Maryland law enforcement agencies conducted more than 6,500 SWAT raids over the last four fiscal years.
Maryland law enforcement agencies that maintain a special weapons and tactics unit are required by law to report specific action and deployment data to the Maryland Statistical Analysis Center, within the Governor’s Office of Crime Control and Prevention.  The reports were mandated into law in 2009 in the wake of the Prince George’s County Police Department’s mistaken SWAT raid on the home of Berwyn Heights, Mayor Cheye Calvo, which resulted in in Calvo’s two black Labrador retrievers dead from gunshot wounds and no criminals apprehended.
According to the four published SWAT reports for fiscal years 2010-2013 show that SWAT units in Maryland conducted 6,560 raids an average of 4.5 raids per day.  
Prince George’s County conducted the most raids by far of any agency over that time period 1,195 accounting for 31 percent* of all SWAT raids, followed by Baltimore City and Montgomery County with 11 percent each.   The Maryland State Police conducted 201 SWAT raids during that time.

The overwhelming majority reason for SWAT deployments each year (90 percent) was to execute search warrants.  In FY2013 the majority of SWAT deployments (54 percent) were activated to through the commission of Part II crimes as defined by the Federal Bureau of Investigation.  According to the FBI, Part I crimes consist of homicide, rape, robbery, aggravated assault, breaking and entering, larceny/theft, motor vehicle theft, and arson.  Part II crimes are described as a “variation of offenses.”  In other words the majority of SWAT deployments last year were activated to respond to non-violent crimes. 
SWAT units deployed between FY2010-FY2013 used forcible entry on 68 percent of deployments, and seized property on 84 percent of deployments.

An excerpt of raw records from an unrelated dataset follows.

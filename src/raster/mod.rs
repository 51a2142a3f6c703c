/// Referenced image spans: chunk or bare blob.
pub mod blob;
/// 16-byte chunk header and payload codec.
pub mod chunk;
/// Pixel format transforms to and from RGBA8.
pub mod pixel;
/// Magic-byte detection for bare image blobs.
pub mod sniff;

The public’s eye has turned to the “police militarization” with the civil unrest marked by heavily armed police clashing with protesters in the St. Louis suburb of Ferguson Missouri sparked by the shooting of Michael Brown, an African-American teenager, by a Ferguson police officer.  The expansive use of SWAT teams and proliferation of use surplus military equipment by civilian police forces through the Defense Logistics Agency’s 1033 program.

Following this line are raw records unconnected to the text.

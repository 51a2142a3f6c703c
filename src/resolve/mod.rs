/// Pool classification, address computation and the reference table.
pub mod refs;
/// Per-file decode context and encode-side pool assembly.
pub mod session;
use std::ops::Range;

use crate::{
    format::header::ResourceHeader,
    foundation::error::{ResError, ResResult},
};

/// Absolute byte ranges of the four container sections.
///
/// On disk the order is thumbnail, image pool, z-image pool, layer data. The
/// z-image pool has no header field of its own: it spans
/// `img_start + img_len .. layer_start`.
#[derive(Clone, Copy, Debug, PartialEq, Eq)]
pub struct SectionLayout {
    /// Thumbnail offset.
    pub thumb_start: u32,
    /// Thumbnail length.
    pub thumb_len: u32,
    /// Image pool offset.
    pub img_start: u32,
    /// Image pool length.
    pub img_len: u32,
    /// Derived z-image pool offset, `img_start + img_len`.
    pub z_img_start: u32,
    /// Layer data offset and end of the z-image pool.
    pub layer_start: u32,
    /// Total container length.
    pub file_len: usize,
}

impl SectionLayout {
    /// Validate header offsets against each other and the file length.
    pub fn from_header(header: &ResourceHeader, file_len: usize) -> ResResult<Self> {
        let z_img_start = header.img_start.checked_add(header.img_len).ok_or_else(|| {
            ResError::structural(format!(
                "img_start 0x{:08X} + img_len 0x{:08X} overflows",
                header.img_start, header.img_len
            ))
        })?;
        if z_img_start > header.layer_start {
            return Err(ResError::structural(format!(
                "image pool ends at 0x{z_img_start:08X}, past layer_start 0x{:08X}",
                header.layer_start
            )));
        }
        if header.layer_start as usize > file_len {
            return Err(ResError::structural(format!(
                "layer_start 0x{:08X} beyond end of file ({file_len} bytes)",
                header.layer_start
            )));
        }
        let thumb_end = u64::from(header.thumb_start) + u64::from(header.thumb_len);
        if thumb_end > file_len as u64 {
            return Err(ResError::structural(format!(
                "thumbnail 0x{:08X}+0x{:X} beyond end of file ({file_len} bytes)",
                header.thumb_start, header.thumb_len
            )));
        }

        Ok(Self {
            thumb_start: header.thumb_start,
            thumb_len: header.thumb_len,
            img_start: header.img_start,
            img_len: header.img_len,
            z_img_start,
            layer_start: header.layer_start,
            file_len,
        })
    }

    /// Lay sections out back to back starting at `thumb_start`.
    pub fn packed(
        thumb_start: u32,
        thumb_len: usize,
        img_len: usize,
        z_img_len: usize,
        layer_len: usize,
    ) -> ResResult<Self> {
        let to_u32 = |v: u64, what: &str| {
            u32::try_from(v).map_err(|_| {
                ResError::structural(format!("{what} 0x{v:X} does not fit a 32-bit offset"))
            })
        };
        let thumb_len = to_u32(thumb_len as u64, "thumbnail length")?;
        let img_start = to_u32(u64::from(thumb_start) + u64::from(thumb_len), "img_start")?;
        let img_len = to_u32(img_len as u64, "image pool length")?;
        let z_img_start = to_u32(u64::from(img_start) + u64::from(img_len), "z_img_start")?;
        let layer_start = to_u32(u64::from(z_img_start) + z_img_len as u64, "layer_start")?;
        let file_len = layer_start as usize + layer_len;

        Ok(Self {
            thumb_start,
            thumb_len,
            img_start,
            img_len,
            z_img_start,
            layer_start,
            file_len,
        })
    }

    /// Thumbnail byte range.
    pub fn thumb(&self) -> Range<usize> {
        self.thumb_start as usize..(self.thumb_start as usize + self.thumb_len as usize)
    }

    /// Image pool byte range.
    pub fn img(&self) -> Range<usize> {
        self.img_start as usize..self.z_img_start as usize
    }

    /// Z-image pool byte range.
    pub fn z_img(&self) -> Range<usize> {
        self.z_img_start as usize..self.layer_start as usize
    }

    /// Z-image pool length.
    pub fn z_img_len(&self) -> u32 {
        self.layer_start - self.z_img_start
    }

    /// Layer data byte range, to end of file.
    pub fn layers(&self) -> Range<usize> {
        self.layer_start as usize..self.file_len
    }
}

#[cfg(test)]
#[path = "../../tests/unit/format/layout.rs"]
mod tests;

According to the Baltimore Sun, Maryland law enforcement agencies have received more than $12 million in surplus military gear from the 1033 program, including 2,000 assault rifles, 873 semiautomatic handguns and 220 12-gauge shotguns—many of the same weapons the state’s recent Firearms Safety Act bans private citizens from acquiring.  Queen Anne’s and Wicomico Counties acquired armored mine resistant vechicles through the program.  Wicomico County Sherriff, Mike Lewis told the Delmarva Daily Times that he secured the 48,000-pound MRAP armored vehicle for use in the event of mass shootings and barricade incidents.


UPDATE
The Baltimore Sun’s Ian Duncan posted a spreadsheet of all equipment and value of military surplus transferred to Maryland law enforcement agencies since 2006.